Guest Author - Dianne Walker
What is all of this talk about legal versus illegal interview questions? First, it's important to understand the concept of legal vs. illegal when it comes to interviewing. Asking an “illegal” question is not a reason to call the police, but it can land a company in a lot of legal trouble. Illegal interview question are potentially discriminating in nature and violates a candidate’s rights. These questions are extremely personal and have nothing to do with the job you are being interviewed for.
“Are you pregnant?”
“Who did you vote for in the last election?”
“What church do you belong to?”
“Your name is really pretty, what nationality is that?”
While the questions can be insulting, demoralizing, or just plain uncomfortable, there are ways you can respond instead of immediately losing your cool.
“I’m sorry, can you repeat that? You’re asking if I’m pregnant?” Sometimes, interviewers get caught up in the moment. Give them the benefit of the doubt. They may not realize what they just asked. Hopefully hearing the question repeated may trigger a warning. If not, and they continue, ask if it's important to the job.
“With all due respect, is my church affiliation important to the position?” The interviewer may catch your attitude, but they need to realize the inappropriate nature of the question.
What if they tie in a compliment in with the illegal question? “That’s a pretty name, what nationality is that?” Simply smile and redirect with a question of your own.

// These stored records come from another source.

use std::fmt;
use std::panic::{catch_unwind, AssertUnwindSafe};
use std::sync::Arc;
use std::time::{Duration, Instant};

use arc_swap::ArcSwap;
use smallvec::SmallVec;
use tracing::{debug, error, info, warn};

use crate::aspect::CheckOutcome;
use crate::dispatcher::panic_message;
use crate::server::{HttpRequest, HttpResponse};

/// A global, path-scoped before/after hook.
pub trait Interceptor: Send + Sync {
    /// Runs before routing. A short-circuit ends the request with its response.
    fn before(&self, _req: &mut HttpRequest) -> CheckOutcome {
        CheckOutcome::Continue
    }

    /// Runs after the response is produced, matched route or not.
    fn after(
        &self,
        _req: &HttpRequest,
        _resp: &mut HttpResponse,
        _elapsed: Duration,
    ) -> anyhow::Result<()> {
        Ok(())
    }
}

/// Match a request path against one pattern.
///
/// `/x/**` and `/x/*` are plain prefix matches on `/x`, so `/x`, `/x/y` and
/// `/xy` all match. Anything else must be equal to the path.
#[must_use]
pub fn path_matches_pattern(path: &str, pattern: &str) -> bool {
    if let Some(prefix) = pattern.strip_suffix("/**") {
        path.starts_with(prefix)
    } else if let Some(prefix) = pattern.strip_suffix("/*") {
        path.starts_with(prefix)
    } else {
        path == pattern
    }
}

/// `true` iff `path` hits a blocked pattern and no allowed pattern.
#[must_use]
pub fn is_matched<B, A>(path: &str, blocked: &[B], allowed: &[A]) -> bool
where
    B: AsRef<str>,
    A: AsRef<str>,
{
    let is_blocked = blocked
        .iter()
        .any(|p| path_matches_pattern(path, p.as_ref()));
    let is_allowed = allowed
        .iter()
        .any(|p| path_matches_pattern(path, p.as_ref()));
    is_blocked && !is_allowed
}

/// An interceptor with its key and path scope.
#[derive(Clone)]
pub struct InterceptorEntry {
    pub key: String,
    pub blocked: Vec<String>,
    pub allowed: Vec<String>,
    pub interceptor: Arc<dyn Interceptor>,
}

impl InterceptorEntry {
    /// An entry with an empty scope. It intercepts nothing until `block` is called.
    #[must_use]
    pub fn new(key: impl Into<String>, interceptor: Arc<dyn Interceptor>) -> Self {
        Self {
            key: key.into(),
            blocked: Vec::new(),
            allowed: Vec::new(),
            interceptor,
        }
    }

    #[must_use]
    pub fn block(mut self, pattern: impl Into<String>) -> Self {
        self.blocked.push(pattern.into());
        self
    }

    /// Exempt a pattern from interception. Allow overrides block.
    #[must_use]
    pub fn allow(mut self, pattern: impl Into<String>) -> Self {
        self.allowed.push(pattern.into());
        self
    }

    #[must_use]
    pub fn is_matched(&self, path: &str) -> bool {
        is_matched(path, &self.blocked, &self.allowed)
    }
}

impl fmt::Debug for InterceptorEntry {
    fn fmt(&self, f: &mut fmt::Formatter<'_>) -> fmt::Result {
        f.debug_struct("InterceptorEntry")
            .field("key", &self.key)
            .field("blocked", &self.blocked)
            .field("allowed", &self.allowed)
            .finish_non_exhaustive()
    }
}

/// The ordered interceptor set.
///
/// Cloning shares the set. Readers take a lock-free snapshot per request;
/// `add` and `remove` swap in a new vector and may run while requests are
/// being served.
#[derive(Clone, Default)]
pub struct InterceptorChain {
    entries: Arc<ArcSwap<Vec<Arc<InterceptorEntry>>>>,
}

impl InterceptorChain {
    #[must_use]
    pub fn new() -> Self {
        Self::default()
    }

    /// Append an entry. An entry with the same key is replaced in place.
    pub fn add(&self, entry: InterceptorEntry) {
        let entry = Arc::new(entry);
        let mut replaced = false;
        self.entries.rcu(|current| {
            let mut next: Vec<Arc<InterceptorEntry>> = (**current).clone();
            replaced = false;
            if let Some(slot) = next.iter_mut().find(|e| e.key == entry.key) {
                *slot = Arc::clone(&entry);
                replaced = true;
            } else {
                next.push(Arc::clone(&entry));
            }
            next
        });
        if replaced {
            warn!(interceptor = %entry.key, "Interceptor replaced");
        } else {
            info!(
                interceptor = %entry.key,
                blocked = ?entry.blocked,
                allowed = ?entry.allowed,
                "Interceptor added"
            );
        }
    }

    /// Remove an entry by key. Returns whether one was removed.
    pub fn remove(&self, key: &str) -> bool {
        let mut removed = false;
        self.entries.rcu(|current| {
            let next: Vec<Arc<InterceptorEntry>> = current
                .iter()
                .filter(|e| e.key != key)
                .cloned()
                .collect();
            removed = next.len() != current.len();
            next
        });
        if removed {
            info!(interceptor = %key, "Interceptor removed");
        }
        removed
    }

    /// Snapshot of the current entries, in order.
    #[must_use]
    pub fn entries(&self) -> Arc<Vec<Arc<InterceptorEntry>>> {
        self.entries.load_full()
    }

    #[must_use]
    pub fn len(&self) -> usize {
        self.entries.load().len()
    }

    #[must_use]
    pub fn is_empty(&self) -> bool {
        self.entries.load().is_empty()
    }

    /// Run one request through the chain around `handler`.
    ///
    /// Both phases see the same snapshot. When a `before` hook short-circuits,
    /// the `after` hooks still run on its response for every entry whose
    /// `before` completed, the short-circuiting entry included.
    pub fn wrap<F>(&self, req: &mut HttpRequest, started: Instant, handler: F) -> HttpResponse
    where
        F: FnOnce(&mut HttpRequest) -> HttpResponse,
    {
        let snapshot = self.entries.load_full();
        let matched = matching(&snapshot, &req.path);
        let (mut resp, ran) = match run_before(&matched, req) {
            Ok(()) => (handler(req), matched.len()),
            Err(stopped) => stopped,
        };
        run_after(&matched[..ran], req, &mut resp, started.elapsed());
        resp
    }

    /// Run matching `before` hooks in order. The first short-circuit wins.
    pub fn before(&self, req: &mut HttpRequest) -> CheckOutcome {
        let snapshot = self.entries.load();
        let matched = matching(&snapshot, &req.path);
        match run_before(&matched, req) {
            Ok(()) => CheckOutcome::Continue,
            Err((resp, _)) => CheckOutcome::ShortCircuit(resp),
        }
    }

    /// Run every matching `after` hook in order. Failures are logged and skipped.
    pub fn after(&self, req: &HttpRequest, resp: &mut HttpResponse, elapsed: Duration) {
        let snapshot = self.entries.load();
        run_after(&matching(&snapshot, &req.path), req, resp, elapsed);
    }
}

type Matched<'a> = SmallVec<[&'a Arc<InterceptorEntry>; 8]>;

fn matching<'a>(entries: &'a [Arc<InterceptorEntry>], path: &str) -> Matched<'a> {
    entries.iter().filter(|e| e.is_matched(path)).collect()
}

/// On a short-circuit, returns its response and how many entries completed `before`.
fn run_before(matched: &[&Arc<InterceptorEntry>], req: &mut HttpRequest) -> Result<(), (HttpResponse, usize)> {
    for (idx, entry) in matched.iter().enumerate() {
        match catch_unwind(AssertUnwindSafe(|| entry.interceptor.before(req))) {
            Ok(CheckOutcome::Continue) => {}
            Ok(CheckOutcome::ShortCircuit(resp)) => {
                info!(
                    request_id = %req.request_id,
                    interceptor = %entry.key,
                    path = %req.path,
                    status = resp.status,
                    "Request short-circuited by interceptor"
                );
                return Err((resp, idx + 1));
            }
            Err(panic) => {
                error!(
                    request_id = %req.request_id,
                    interceptor = %entry.key,
                    panic_message = %panic_message(panic.as_ref()),
                    "Interceptor before hook panicked"
                );
                let resp = HttpResponse::json(
                    500,
                    &serde_json::json!({
                        "error": "Internal Server Error",
                        "details": format!("interceptor '{}' failed", entry.key),
                    }),
                );
                return Err((resp, idx));
            }
        }
    }
    Ok(())
}

fn run_after(
    matched: &[&Arc<InterceptorEntry>],
    req: &HttpRequest,
    resp: &mut HttpResponse,
    elapsed: Duration,
) {
    for entry in matched {
        match catch_unwind(AssertUnwindSafe(|| entry.interceptor.after(req, resp, elapsed))) {
            Ok(Ok(())) => {}
            Ok(Err(e)) => warn!(
                request_id = %req.request_id,
                interceptor = %entry.key,
                error = %e,
                "Interceptor after hook failed"
            ),
            Err(panic) => error!(
                request_id = %req.request_id,
                interceptor = %entry.key,
                panic_message = %panic_message(panic.as_ref()),
                "Interceptor after hook panicked"
            ),
        }
    }
    debug!(request_id = %req.request_id, status = resp.status, "After chain complete");
}

impl fmt::Debug for InterceptorChain {
    fn fmt(&self, f: &mut fmt::Formatter<'_>) -> fmt::Result {
        let keys: Vec<String> = self.entries.load().iter().map(|e| e.key.clone()).collect();
        f.debug_struct("InterceptorChain").field("keys", &keys).finish()
    }
}

#[cfg(test)]
mod tests {
    use super::*;

    #[test]
    fn test_double_star_covers_prefix_and_below() {
        assert!(path_matches_pattern("/admin/x/y", "/admin/**"));
        assert!(path_matches_pattern("/admin/", "/admin/**"));
        assert!(path_matches_pattern("/admin", "/admin/**"));
        assert!(path_matches_pattern("/administrator", "/admin/**"));
        assert!(!path_matches_pattern("/adm", "/admin/**"));
        assert!(!path_matches_pattern("/public/admin", "/admin/**"));
    }

    #[test]
    fn test_single_star_is_prefix_too() {
        assert!(path_matches_pattern("/admin/x", "/admin/*"));
        assert!(path_matches_pattern("/admin/x/y", "/admin/*"));
        assert!(path_matches_pattern("/admin", "/admin/*"));
        assert!(path_matches_pattern("/adminx", "/admin/*"));
        assert!(!path_matches_pattern("/adm", "/admin/*"));
    }

    #[test]
    fn test_exact_pattern() {
        assert!(path_matches_pattern("/health", "/health"));
        assert!(!path_matches_pattern("/health/live", "/health"));
    }

    #[test]
    fn test_root_wildcard_matches_everything() {
        assert!(path_matches_pattern("/", "/**"));
        assert!(path_matches_pattern("/a/b", "/**"));
    }

    #[test]
    fn test_allow_overrides_block() {
        assert!(is_matched("/api/users", &["/api/**"], &[] as &[&str]));
        assert!(!is_matched("/api/login", &["/api/**"], &["/api/login"]));
    }

    #[test]
    fn test_empty_blocked_never_matches() {
        assert!(!is_matched("/api/x", &[] as &[&str], &["/api/**"]));
        assert!(!is_matched("/api/x", &[] as &[&str], &[] as &[&str]));
    }
}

“Are you married?” “How many kids do you have?” Do not reply with specific details. Instead consider providing a general response such as, “I assure you, regardless of my status, I am fully capable of performing all functions of the job.”
The bottom line is that an interviewer cannot ask questions on matters relating to race, gender, age, marital status, sexual preference or ethnic background. Asking questions of this nature can result in candidates filing discrimination claims against the company.
Discrimination cases are often brought to court. Keep in mind, however, they can be costly in the event your case is unsuccessful. One fact that most candidates may not realize is that not every interviewer is actually proficient or knowledgeable regarding interview skills. While Human Resources may do the bulk of the work, they often rely on the hiring manager to interview the candidates. When this happens, candidates are sure to be asked questions which have nothing to do with the position or may be downright “illegal.”
So what do you do if they persist? This is when your own moral values and convictions should come into play. How desperate are you for the position? If the managers are like this in the interview, what does that say about the company culture? You may get the job, but you may end up miserable.